However, this relatively upbeat picture masks numerous concerns. This has been the weakest post-recession recovery on record. Productivity growth remains puzzlingly weak. Investment growth has been subdued, and in developing economies it has slowed sharply since 2010.1 And in many countries the social and political fabric has been badly frayed by many years of stagnating real incomes.
The reassuring headline indicators mean that economic and financial risks are becoming a blind spot: business leaders and policy-makers are less prepared than they might be for serious economic or financial turmoil. The risks can be divided into two categories: (1) familiar vulnerabilities that have grown, mutated or relocated over time; and (2) newer fragilities that have emerged in recent years.
Long-standing vulnerabilities
Unsustainable asset prices?
The world is eight years into a bull run, with global stock markets hitting all-time high after all-time high. This has raised fears that this is another episode of “irrational exuberance”, that the lessons of the crisis have gone unlearned,2 and that a deep correction may follow. In 2017, the Dow Jones increased by 25%, the S&P500 by 19%, the Hang Seng in Hong Kong SAR by 35%, the Nikkei in Japan by 19%, the DAX in Germany by 11% and the CAC40 in France by 8%. According to one commonly used measure of cyclically adjusted prices (see Figure 2.1), US stocks have only twice in history been higher than they are at the moment: just prior to the crashes of 1929 and 2000.
Figure 2.1: Equities on the Up
Cyclically adjusted price/earnings ratio (CAPE)
Source: Robert Shiller.
http://www.econ.yale.edu/~shiller/data.htm
Bond valuations are even more dramatic. In mid-2017, around 9 trillion US dollars’ worth of bonds were trading with a negative yield, meaning that investors were, in effect, paying bond issuers for the privilege of holding their risky financial instruments. This anomaly reflects the impact of the huge asset-purchase programmes launched by central banks in the wake of the crisis, which seem to have divorced asset prices from assessments of their underlying riskiness. In Europe, for example, during 2017, yields on high-risk corporate bonds converged with yields on US government debt, the global financial system’s risk-free benchmark.3
If there were to be a sharp market correction, the impact on the real economy would arguably be greatest in countries most heavily exposed to sectors and markets in which bubbles have formed—for example, a country economically reliant on exports of a commodity that plunges in value. The impact of confidence and wealth effects means that real-economy impacts would also be felt strongly in countries—notably the United States and the United Kingdom—in which the ownership of financial assets is most widespread.
It is not just stocks and bonds that have seen their prices rise. The International Monetary Fund (IMF)’s index of global house prices is close to its pre-crisis peak again (see Figure 2.2), and signs of stretched valuations are evident in numerous cities including Hong Kong, London, Stockholm, and Toronto. Inflation in all these traditional asset classes has been dwarfed by more speculative assets such as the cryptocurrency Bitcoin, which increased in value by around 1200% in 2017.
Figure 2.2: Building High
IMF Global House Price Index
Source: International Monetary Fund (IMF).

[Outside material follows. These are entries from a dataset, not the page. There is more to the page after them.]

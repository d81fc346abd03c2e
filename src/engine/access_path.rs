//! Cost-based access-path chooser (§4.8). Given a predicate set over a
//! collection and optionally an `OrderBy` expression, picks the cheapest
//! single index to drive the scan, or falls back to a primary-key full
//! scan when nothing fits. This module only produces the plan descriptor;
//! walking it into actual documents is the external query-execution
//! layer's job (out of scope here, per §1).

use crate::bson::Value;

/// Operators the chooser can cost; matches the comparison forms a
/// predicate against an indexed expression may take.
#[derive(Debug, Clone, Copy, PartialEq, Eq)]
pub enum ComparisonOperator {
    Eq,
    Lt,
    Lte,
    Gt,
    Gte,
    Between,
    In,
    StartsWith,
}

impl ComparisonOperator {
    /// Relative selectivity, lower is cheaper. Equality is assumed to
    /// match one key; open ranges and `IN` degrade towards a full index
    /// scan as their bound count grows.
    fn selectivity(self) -> f64 {
        match self {
            ComparisonOperator::Eq => 0.0,
            ComparisonOperator::Between => 0.2,
            ComparisonOperator::StartsWith => 0.25,
            ComparisonOperator::Lte | ComparisonOperator::Gte => 0.4,
            ComparisonOperator::Lt | ComparisonOperator::Gt => 0.5,
            ComparisonOperator::In => 0.3,
            // unbounded membership cost grows with the candidate set; callers
            // scale this by the actual `IN` list length via `in_count`.
        }
    }
}

/// A single `<indexed_expression> <op> <literal...>` predicate over a
/// collection, as the external query layer would hand to this module.
pub struct Predicate<'a> {
    /// Dotted path the predicate targets, e.g. `$.Name`; matched against
    /// an index's stored expression to see if the index can serve it.
    pub expression: &'a str,
    pub op: ComparisonOperator,
    pub value: &'a Value,
    /// Upper bound for `Between`; ignored otherwise.
    pub upper: Option<&'a Value>,
    /// Candidate count for `In`; ignored otherwise.
    pub in_count: usize,
}

/// What the chooser needs to know about one existing index to cost it.
pub struct IndexStats {
    pub name: String,
    /// The index's stored key-selector expression (§4.6), e.g. `$.Name`.
    pub expression: String,
    /// Approximate number of keys currently in the index, used only to
    /// break ties between two predicates of otherwise equal selectivity.
    pub key_count: u64,
}

/// The plan this module hands off to query execution: which index (if
/// any) to walk, in what direction, over what key range, plus which
/// predicates the index couldn't absorb and must be re-checked per row.
#[derive(Debug, Clone)]
pub struct AccessPathPlan {
    /// `None` means a primary-key full scan: no index predicate fit.
    pub index_name: Option<String>,
    pub direction: crate::engine::lite_engine::Order,
    pub key_range: (Value, Value),
    /// Indexes into the original `predicates` slice not satisfied by
    /// `index_name` and that the caller must still apply as a filter.
    pub residual_predicates: Vec<usize>,
    pub order_reuses_index: bool,
    pub project_from_key_only: bool,
}

struct Candidate {
    predicate_index: usize,
    index_name: String,
    cost: f64,
}

/// Picks the cheapest access path for `predicates` over the indexes in
/// `indexes`. `order_by`/`group_by`/`projection_field`, when given, are
/// dotted-path expressions compared against each candidate index's own
/// expression to break ties (§4.8: prefer a match with `OrderBy`, then
/// `GroupBy`, then the sole projected field).
pub fn choose_access_path(
    predicates: &[Predicate],
    indexes: &[IndexStats],
    order_by: Option<&str>,
    group_by: Option<&str>,
    projection_field: Option<&str>,
) -> AccessPathPlan {
    let mut candidates = Vec::new();

    for (i, predicate) in predicates.iter().enumerate() {
        let Some(index) = indexes.iter().find(|idx| idx.expression == predicate.expression) else {
            continue;
        };

        let selectivity = match predicate.op {
            ComparisonOperator::In if predicate.in_count > 0 => {
                ComparisonOperator::In.selectivity() * predicate.in_count as f64
            }
            op => op.selectivity(),
        };
        let cost = selectivity * (index.key_count.max(1) as f64);

        candidates.push(Candidate { predicate_index: i, index_name: index.name.clone(), cost });
    }

    candidates.sort_by(|a, b| a.cost.partial_cmp(&b.cost).unwrap());

    let best_cost = match candidates.first() {
        Some(c) => c.cost,
        None => return full_scan(predicates),
    };

    // among ties, prefer the one whose expression satisfies OrderBy, then
    // GroupBy, then the projection's sole field
    let tie_breaker = |name: &str| -> u8 {
        let expr = indexes.iter().find(|i| i.name == name).map(|i| i.expression.as_str());
        if expr.is_some() && expr == order_by {
            0
        } else if expr.is_some() && expr == group_by {
            1
        } else if expr.is_some() && expr == projection_field {
            2
        } else {
            3
        }
    };

    let chosen = candidates
        .iter()
        .take_while(|c| c.cost <= best_cost)
        .min_by_key(|c| tie_breaker(&c.index_name))
        .expect("candidates is non-empty, just checked above");

    let predicate = &predicates[chosen.predicate_index];
    let (min, max, direction) = key_range_for(predicate);

    let residual_predicates = (0..predicates.len()).filter(|&i| i != chosen.predicate_index).collect();

    let expr = indexes.iter().find(|i| i.name == chosen.index_name).map(|i| i.expression.as_str());
    let order_reuses_index = expr.is_some() && expr == order_by;
    let project_from_key_only = expr.is_some() && expr == projection_field && predicates.len() == 1;

    AccessPathPlan {
        index_name: Some(chosen.index_name.clone()),
        direction,
        key_range: (min, max),
        residual_predicates,
        order_reuses_index,
        project_from_key_only,
    }
}

fn key_range_for(predicate: &Predicate) -> (Value, Value, crate::engine::lite_engine::Order) {
    let range = match predicate.op {
        ComparisonOperator::Eq => (predicate.value.clone(), predicate.value.clone()),
        ComparisonOperator::Lt | ComparisonOperator::Lte => (Value::MinValue, predicate.value.clone()),
        ComparisonOperator::Gt | ComparisonOperator::Gte => (predicate.value.clone(), Value::MaxValue),
        ComparisonOperator::Between => {
            (predicate.value.clone(), predicate.upper.cloned().unwrap_or(Value::MaxValue))
        }
        ComparisonOperator::In | ComparisonOperator::StartsWith => (Value::MinValue, Value::MaxValue),
    };

    (range.0, range.1, crate::engine::lite_engine::Order::Ascending)
}

fn full_scan(predicates: &[Predicate]) -> AccessPathPlan {
    AccessPathPlan {
        index_name: None,
        direction: crate::engine::lite_engine::Order::Ascending,
        key_range: (Value::MinValue, Value::MaxValue),
        residual_predicates: (0..predicates.len()).collect(),
        order_reuses_index: false,
        project_from_key_only: false,
    }
}

#[cfg(test)]
mod tests {
    use super::*;

    fn idx(name: &str, expression: &str, key_count: u64) -> IndexStats {
        IndexStats { name: name.to_string(), expression: expression.to_string(), key_count }
    }

    #[test]
    fn equality_beats_open_range_on_same_size_index() {
        let name_val = Value::from("Acme");
        let age_val = Value::from(30i32);

        let predicates = vec![
            Predicate { expression: "$.Name", op: ComparisonOperator::Eq, value: &name_val, upper: None, in_count: 0 },
            Predicate { expression: "$.Age", op: ComparisonOperator::Gt, value: &age_val, upper: None, in_count: 0 },
        ];
        let indexes = vec![idx("name_idx", "$.Name", 1000), idx("age_idx", "$.Age", 1000)];

        let plan = choose_access_path(&predicates, &indexes, None, None, None);
        assert_eq!(plan.index_name.as_deref(), Some("name_idx"));
        assert_eq!(plan.residual_predicates, vec![1]);
    }

    #[test]
    fn no_matching_index_falls_back_to_full_scan() {
        let val = Value::from(1i32);
        let predicates = vec![Predicate {
            expression: "$.Unindexed",
            op: ComparisonOperator::Eq,
            value: &val,
            upper: None,
            in_count: 0,
        }];

        let plan = choose_access_path(&predicates, &[], None, None, None);
        assert!(plan.index_name.is_none());
        assert_eq!(plan.residual_predicates, vec![0]);
    }

    #[test]
    fn tie_prefers_index_matching_order_by() {
        let a = Value::from(1i32);
        let b = Value::from(1i32);

        let predicates = vec![
            Predicate { expression: "$.A", op: ComparisonOperator::Eq, value: &a, upper: None, in_count: 0 },
            Predicate { expression: "$.B", op: ComparisonOperator::Eq, value: &b, upper: None, in_count: 0 },
        ];
        let indexes = vec![idx("a_idx", "$.A", 500), idx("b_idx", "$.B", 500)];

        let plan = choose_access_path(&predicates, &indexes, Some("$.B"), None, None);
        assert_eq!(plan.index_name.as_deref(), Some("b_idx"));
        assert!(plan.order_reuses_index);
    }
}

http://www.imf.org/external/research/housing
A further source of potential market risk at present is that innovations in financial assets and asset management have yet to be tested in crisis conditions. One example is the rapidly expanding class of exchange-traded funds (ETFs), which have grown in value by 500% since 2008 and now account for US$4 trillion of assets and around 25% of all US stock market trading.4 Some analysts suggest that ETFs would cushion the blow of a major market correction, while others reckon they would exacerbate it.
Indebtedness
High levels of indebtedness—particularly among households and in the financial sector—were a key driver of the financial crisis and one reason the recovery of the real economy has been so slow. Recessions accompanied by credit contractions or housing slumps tend to be much deeper and take longer to recover from, because they leave a legacy of expansive boom-era debts that act as a drag on consumption and investment.5
Prior to the 2008 crisis, the world was awash with cheap loans. Remarkably, there has been no aggregate deleveraging since. In fact, the total global debt-to-GDP ratio is significantly higher now than it was before the crisis. In its latest Global Financial Stability Report, the IMF highlighted the potential risks posed by the build-up of non-financial sector debt in the G20 (i.e. the debt held by households, governments and non-financial companies). In 2016, this debt totalled US$135 trillion, up from US$80 trillion in 2007.6 Indebtedness has risen differently in advanced and emerging economies. Advanced economies built up huge debts before the crisis erupted, but their overall level of debt has remained relatively constant in the subsequent decade: as a proportion of GDP, modest deleveraging by households and financial institutions has been offset by increases in government debt resulting from stimulus spending. Meanwhile, signs of strain are evident in parts of the corporate debt market. According to S&P Global, 162 corporate defaults worldwide occurred in 2016, the most since 2009 and up from 113 in 2015.7 The debt-to-equity ratio of the median S&P 1500 company (excluding financials) has almost doubled since 2010 and is now well above its pre-crisis level.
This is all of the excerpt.